Originally published: 29 June 2020 (eBook); 6 August 2020 (paperback)
Author: Laura Jane Williams
Published by: Avon
Length: 352 pages
Reading dates: 23-26 June 2020
She’s single. But it can still be complicated…
Penny Bridge has always been unlucky in love.
So she can’t believe it when she meets a remarkable new man.
Followed by another.
And then another…
And all of them want to date her.
Penny has to choose between three. But are any of them The One?
I know a lot of people loved Our Stop by Williamson last year, so I was keen to read The Love Square! Penny is a chef in her early 30s and is single. Living in London and running an upmarket café called The Bridge, she is happy enough but wonders what life will bring, having survived breast cancer in her 20s. When pastry chef Francesco, arrives in her life, she starts dating him, but only 3 weeks in their relationship, her Uncle David has a heart attack and she feels obliged to move to Derbyshire, to take over the running of his gastro-pub, something he has always hoped she’d do.
Penny and her sister Clementine, have an exceptionally close relationship with their Uncle – he brought them up after their mum died of cancer and he is like a dad to them.

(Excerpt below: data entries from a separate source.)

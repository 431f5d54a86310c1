//! GetGameStateHandler - Public view of a live session.

use std::sync::Arc;

use crate::domain::foundation::CommandMetadata;
use crate::domain::game::{GameError, GameStateView, SessionPin};
use crate::ports::{QuizRepository, SessionStore};

use super::support::{load_quiz, load_session};

#[derive(Debug, Clone)]
pub struct GetGameStateQuery {
    pub pin: SessionPin,
}

pub struct GetGameStateHandler {
    quizzes: Arc<dyn QuizRepository>,
    sessions: Arc<dyn SessionStore>,
}

impl GetGameStateHandler {
    pub fn new(quizzes: Arc<dyn QuizRepository>, sessions: Arc<dyn SessionStore>) -> Self {
        Self { quizzes, sessions }
    }

    pub async fn handle(
        &self,
        query: GetGameStateQuery,
        _metadata: &CommandMetadata,
    ) -> Result<GameStateView, GameError> {
        let handle = load_session(self.sessions.as_ref(), &query.pin).await?;
        let session = handle.lock().await;
        let quiz = load_quiz(self.quizzes.as_ref(), &session.kahoot_id()).await?;
        Ok(GameStateView::of(&session, quiz.as_ref()))
    }
}
//! In-memory quiz repository.
//!
//! Holds quiz content loaded at startup or inserted by tests.

use std::collections::HashMap;
use std::path::Path;
use std::sync::Arc;

use async_trait::async_trait;
use tokio::fs;
use tokio::sync::RwLock;

use crate::domain::foundation::{DomainError, ErrorCode, KahootId};
use crate::domain::quiz::{Quiz, QuizContent};
use crate::ports::QuizRepository;

#[derive(Default)]
pub struct InMemoryQuizRepository {
    quizzes: RwLock<HashMap<KahootId, Arc<Quiz>>>,
}

impl InMemoryQuizRepository {
    pub fn new() -> Self {
        Self::default()
    }

    /// Adds or replaces a quiz.
    pub async fn insert(&self, quiz: Quiz) {
        self.quizzes.write().await.insert(quiz.id(), Arc::new(quiz));
    }

    pub async fn len(&self) -> usize {
        self.quizzes.read().await.len()
    }

    /// Loads every `*.json` quiz document in `dir`.
    ///
    /// Returns the number of quizzes loaded. Any unreadable or invalid
    /// document fails the whole load.
    pub async fn load_dir(&self, dir: impl AsRef<Path>) -> Result<usize, DomainError> {
        let dir = dir.as_ref();
        let mut entries = fs::read_dir(dir)
            .await
            .map_err(|e| io_error("read quiz directory", dir, e))?;

        let mut loaded = 0;
        while let Some(entry) = entries
            .next_entry()
            .await
            .map_err(|e| io_error("read quiz directory", dir, e))?
        {
            let path = entry.path();
            if path.extension().and_then(|ext| ext.to_str()) != Some("json") {
                continue;
            }

            let json = fs::read_to_string(&path)
                .await
                .map_err(|e| io_error("read quiz", &path, e))?;
            let quiz = Quiz::from_json(&json).map_err(|e| {
                DomainError::new(ErrorCode::InvalidFormat, format!("Invalid quiz: {}", e))
                    .with_detail("path", path.display().to_string())
            })?;

            tracing::debug!(quiz_id = %quiz.id(), path = %path.display(), "Quiz loaded");
            self.insert(quiz).await;
            loaded += 1;
        }
        Ok(loaded)
    }
}

fn io_error(action: &str, path: &Path, e: std::io::Error) -> DomainError {
    DomainError::new(ErrorCode::InternalError, format!("Failed to {}: {}", action, e))
        .with_detail("path", path.display().to_string())
}

#[async_trait]
impl QuizRepository for InMemoryQuizRepository {
    async fn find_by_id(&self, id: &KahootId) -> Result<Option<Arc<dyn QuizContent>>, DomainError> {
        Ok(self
            .quizzes
            .read()
            .await
            .get(id)
            .map(|quiz| Arc::clone(quiz) as Arc<dyn QuizContent>))
    }
}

He has always wanted her to take over the pub one day, but she has been reluctant, loving her life and business in London. Another complication is that her sister Clementine, has offered to be a surrogate so that Penny can have a baby, using the eggs she saved from when her cancer treatment left her infertile. She feels she can’t ask Francesco to take on a child so early in their relationship, so when David has his heart attack, she decides to walk away from Francesco, knowing the time just isn’t right and they decide to be friends.
Penny soon settles into life at the pub, enjoying the challenges that running a larger establishment entails. Meeting an old school friend one day, Thomas, she ends up having a fling with him. Flashy and a little shallow, he works in the music industry so isn’t around much, but Penny enjoys his company.

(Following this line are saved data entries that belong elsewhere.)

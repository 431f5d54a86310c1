//! Quiz content consumed by the session engine.
//!
//! Content authoring lives outside this crate. The engine only talks to
//! content through [`QuizContent`]; [`Quiz`] is the in-process
//! implementation used by the in-memory repository and tests.

use std::collections::HashSet;
use std::time::Duration;

use serde::{Deserialize, Serialize};

use crate::domain::foundation::{KahootId, SlideId, UserId, ValidationError};
use crate::domain::game::GameError;

use super::scoring::{strategy_for, ScoringInput};
use super::{AnswerContent, EvaluationResult, SlideSnapshot, Submission};

/// Read-only view of quiz content needed to run a game.
pub trait QuizContent: Send + Sync {
    /// Identifier of the quiz.
    fn id(&self) -> KahootId;

    /// Account that authored the quiz; only the author may host it.
    fn author_id(&self) -> &UserId;

    /// Scores a submission against the slide it addresses.
    ///
    /// # Errors
    ///
    /// - `NotFound` if the slide is not part of this quiz
    /// - `Validation` if the selection is malformed
    /// - `Consistency` if the slide cannot be scored
    fn evaluate_answer(&self, submission: &Submission) -> Result<EvaluationResult, GameError>;

    /// Slide at a zero-based position.
    fn slide_snapshot_by_index(&self, index: usize) -> Option<SlideSnapshot>;

    /// Slide following the one at `index`.
    fn next_slide_snapshot_by_index(&self, index: usize) -> Option<SlideSnapshot> {
        self.slide_snapshot_by_index(index + 1)
    }

    fn slide_snapshot_by_id(&self, id: &SlideId) -> Option<SlideSnapshot>;

    /// Number of slides in the quiz.
    fn slide_count(&self) -> usize;
}

/// Quiz aggregate holding an ordered list of slides.
#[derive(Debug, Clone, PartialEq, Eq, Serialize, Deserialize)]
pub struct Quiz {
    id: KahootId,
    author_id: UserId,
    title: String,
    slides: Vec<SlideSnapshot>,
}

impl Quiz {
    /// Builds a quiz, renumbering slide positions in list order.
    ///
    /// # Errors
    ///
    /// - `EmptyField` if the title is blank or there are no slides
    /// - `InvalidFormat` if two slides share an id
    pub fn new(
        id: KahootId,
        author_id: UserId,
        title: impl Into<String>,
        slides: Vec<SlideSnapshot>,
    ) -> Result<Self, ValidationError> {
        let title = title.into();
        if title.trim().is_empty() {
            return Err(ValidationError::empty_field("title"));
        }
        if slides.is_empty() {
            return Err(ValidationError::empty_field("slides"));
        }

        let mut seen = HashSet::new();
        for slide in &slides {
            if !seen.insert(slide.id) {
                return Err(ValidationError::invalid_format(
                    "slides",
                    format!("duplicate slide id {}", slide.id),
                ));
            }
        }

        let slides = slides
            .into_iter()
            .enumerate()
            .map(|(position, mut slide)| {
                slide.position = position;
                slide
            })
            .collect();

        Ok(Self {
            id,
            author_id,
            title,
            slides,
        })
    }

    /// Parses a quiz document, applying the same checks as [`Quiz::new`].
    ///
    /// # Errors
    ///
    /// - `InvalidFormat` if the document is not a quiz
    /// - Any error [`Quiz::new`] reports
    pub fn from_json(json: &str) -> Result<Self, ValidationError> {
        let parsed: Quiz = serde_json::from_str(json)
            .map_err(|e| ValidationError::invalid_format("quiz", e.to_string()))?;
        Quiz::new(parsed.id, parsed.author_id, parsed.title, parsed.slides)
    }

    pub fn title(&self) -> &str {
        &self.title
    }

    pub fn slides(&self) -> &[SlideSnapshot] {
        &self.slides
    }

    fn slide(&self, id: &SlideId) -> Option<&SlideSnapshot> {
        self.slides.iter().find(|slide| &slide.id == id)
    }
}

impl QuizContent for Quiz {
    fn id(&self) -> KahootId {
        self.id
    }

    fn author_id(&self) -> &UserId {
        &self.author_id
    }

    fn evaluate_answer(&self, submission: &Submission) -> Result<EvaluationResult, GameError> {
        let slide = self
            .slide(&submission.slide_id)
            .ok_or_else(|| GameError::not_found("Slide", submission.slide_id))?;

        let selected = submission.selection(slide.options.len())?;
        let correct = slide.correct_indices();

        let outcome = strategy_for(slide.kind).score(&ScoringInput {
            selected: &selected,
            correct: &correct,
            response_time: Duration::from_millis(submission.response_time_ms),
            time_limit_secs: slide.time_limit_secs,
            base_points: slide.base_points,
        })?;

        let answer_content = selected
            .iter()
            .filter_map(|&index| {
                let option = &slide.options[index];
                match (&option.text, &option.media_id) {
                    (Some(text), _) => Some(AnswerContent::Text(text.clone())),
                    (None, Some(media)) => Some(AnswerContent::Image(media.clone())),
                    (None, None) => None,
                }
            })
            .collect();

        Ok(EvaluationResult {
            slide_id: slide.id,
            selected: selected.into_iter().collect(),
            is_correct: outcome.is_correct,
            score: outcome.score,
            response_time_ms: submission.response_time_ms,
            answer_content,
        })
    }

    fn slide_snapshot_by_index(&self, index: usize) -> Option<SlideSnapshot> {
        self.slides.get(index).cloned()
    }

    fn slide_snapshot_by_id(&self, id: &SlideId) -> Option<SlideSnapshot> {
        self.slide(id).cloned()
    }

    fn slide_count(&self) -> usize {
        self.slides.len()
    }
}

#[cfg(test)]
mod tests {
    use super::*;
    use crate::domain::quiz::{AnswerOption, SlideKind};

    fn slide(kind: SlideKind, options: Vec<AnswerOption>) -> SlideSnapshot {
        SlideSnapshot {
            id: SlideId::new(),
            position: 99,
            kind,
            question: "Q".to_string(),
            media_id: None,
            time_limit_secs: 20,
            base_points: 1000,
            options,
        }
    }

    fn quiz() -> Quiz {
        Quiz::new(
            KahootId::new(),
            UserId::new("author").unwrap(),
            "Capitals",
            vec![
                slide(
                    SlideKind::SingleChoice,
                    vec![AnswerOption::text("Paris", true), AnswerOption::text("Rome", false)],
                ),
                slide(SlideKind::Display, vec![]),
                slide(
                    SlideKind::MultipleChoice,
                    vec![AnswerOption::image("img-1", true), AnswerOption::text("No", false)],
                ),
            ],
        )
        .unwrap()
    }

    #[test]
    fn from_json_reads_a_serialized_quiz() {
        let original = quiz();
        let json = serde_json::to_string(&original).unwrap();
        assert_eq!(Quiz::from_json(&json).unwrap(), original);
    }

    #[test]
    fn from_json_applies_quiz_checks() {
        let mut doc = serde_json::to_value(quiz()).unwrap();
        doc["slides"] = serde_json::json!([]);

        assert_eq!(
            Quiz::from_json(&doc.to_string()),
            Err(ValidationError::empty_field("slides"))
        );
        assert!(matches!(
            Quiz::from_json("{\"title\": 3}"),
            Err(ValidationError::InvalidFormat { ref field, .. }) if field == "quiz"
        ));
    }

    #[test]
    fn new_renumbers_positions() {
        let quiz = quiz();
        let positions: Vec<usize> = quiz.slides().iter().map(|s| s.position).collect();
        assert_eq!(positions, vec![0, 1, 2]);
    }

    #[test]
    fn new_rejects_empty_slides() {
        let result = Quiz::new(KahootId::new(), UserId::new("a").unwrap(), "T", vec![]);
        assert!(matches!(result, Err(ValidationError::EmptyField { .. })));
    }

    #[test]
    fn new_rejects_duplicate_slide_ids() {
        let s = slide(SlideKind::TrueFalse, vec![AnswerOption::text("True", true)]);
        let result = Quiz::new(
            KahootId::new(),
            UserId::new("a").unwrap(),
            "T",
            vec![s.clone(), s],
        );
        assert!(result.is_err());
    }

    #[test]
    fn evaluate_answer_scores_and_echoes_text() {
        let quiz = quiz();
        let first = quiz.slide_snapshot_by_index(0).unwrap();
        let result = quiz
            .evaluate_answer(&Submission::new(first.id, vec![0], 10_000))
            .unwrap();

        assert!(result.is_correct);
        assert_eq!(result.score, 750);
        assert_eq!(result.answer_content, vec![AnswerContent::Text("Paris".into())]);
    }

    #[test]
    fn evaluate_answer_echoes_image_reference() {
        let quiz = quiz();
        let third = quiz.slide_snapshot_by_index(2).unwrap();
        let result = quiz
            .evaluate_answer(&Submission::new(third.id, vec![0], 0))
            .unwrap();
        assert_eq!(result.answer_content, vec![AnswerContent::Image("img-1".into())]);
        assert_eq!(result.score, 1000);
    }

    #[test]
    fn evaluate_answer_on_display_slide_fails() {
        let quiz = quiz();
        let display = quiz.slide_snapshot_by_index(1).unwrap();
        let result = quiz.evaluate_answer(&Submission::new(display.id, vec![], 0));
        assert!(matches!(result, Err(GameError::Consistency(_))));
    }

    #[test]
    fn evaluate_answer_unknown_slide_is_not_found() {
        let result = quiz().evaluate_answer(&Submission::new(SlideId::new(), vec![0], 0));
        assert!(matches!(result, Err(GameError::NotFound { .. })));
    }

    #[test]
    fn next_slide_by_index_walks_forward() {
        let quiz = quiz();
        assert_eq!(quiz.next_slide_snapshot_by_index(0).unwrap().position, 1);
        assert!(quiz.next_slide_snapshot_by_index(2).is_none());
        assert_eq!(quiz.slide_count(), 3);
    }
}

And then another man comes on the scene! Priyesh is a local wine merchant, older and divorced. Penny initially doesn’t like him thinking him smarmy, self-centred and boring but after a drunken encounter at a Christmas party, she ends up in a (mostly sexual) relationship with him.
When Francesco, asks if he can come and visit, she agrees, happy to have his friendship again. But she soon realises she is in a love square and has to decide what she must do.
I really enjoyed everything about this book! I’ve really enjoyed reading more romantic books recently and this one is a great look at modern relationships and a character who has a lot of sex! I also loved how the sex wasn’t always straightforward – despite there being a huge attraction between Penny and Francesco, they initially have to work at making the sex great!
Penny is a great female lead too – despite having had cancer, she has a positive outlook to life, and I love that ultimately, she wants a child over a relationship if she can’t have both. The relationship between Penny and her sister is brilliant too – I love how close they are.
Heart-warming and romantic, I really enjoyed this story. It was cheerful and positive, and I loved Penny as a heroine. I also liked the fact that none of the men were perfect – all had their imperfections (which made it more real) but I still had a favourite! Perfect for lovers of Beth O’Leary and Marian Keyes, I’m definitely going to push Our Stop to the top of my TBR.
Thank you to Sanjana at Avon for inviting me on the blog tour, and to Netgalley and Avon for the review copy.
About the author
Laura Jane Williams was born in 1986 in Derbyshire, England. Her 2019 debut novel Our Stop was an international hit, and she is currently adapting it for screen. Her non-fiction includes Becoming, Ice Cream for Breakfast, and The Life Diet, and she has contributed essays and articles to the Telegraph, the Guardian, Marie Claire, the Independent, Cosmopolitan, as well as to a collection by Stylist Magazine, Life Lessons from Remarkable Women. She was previously a columnist for both Grazia and Red.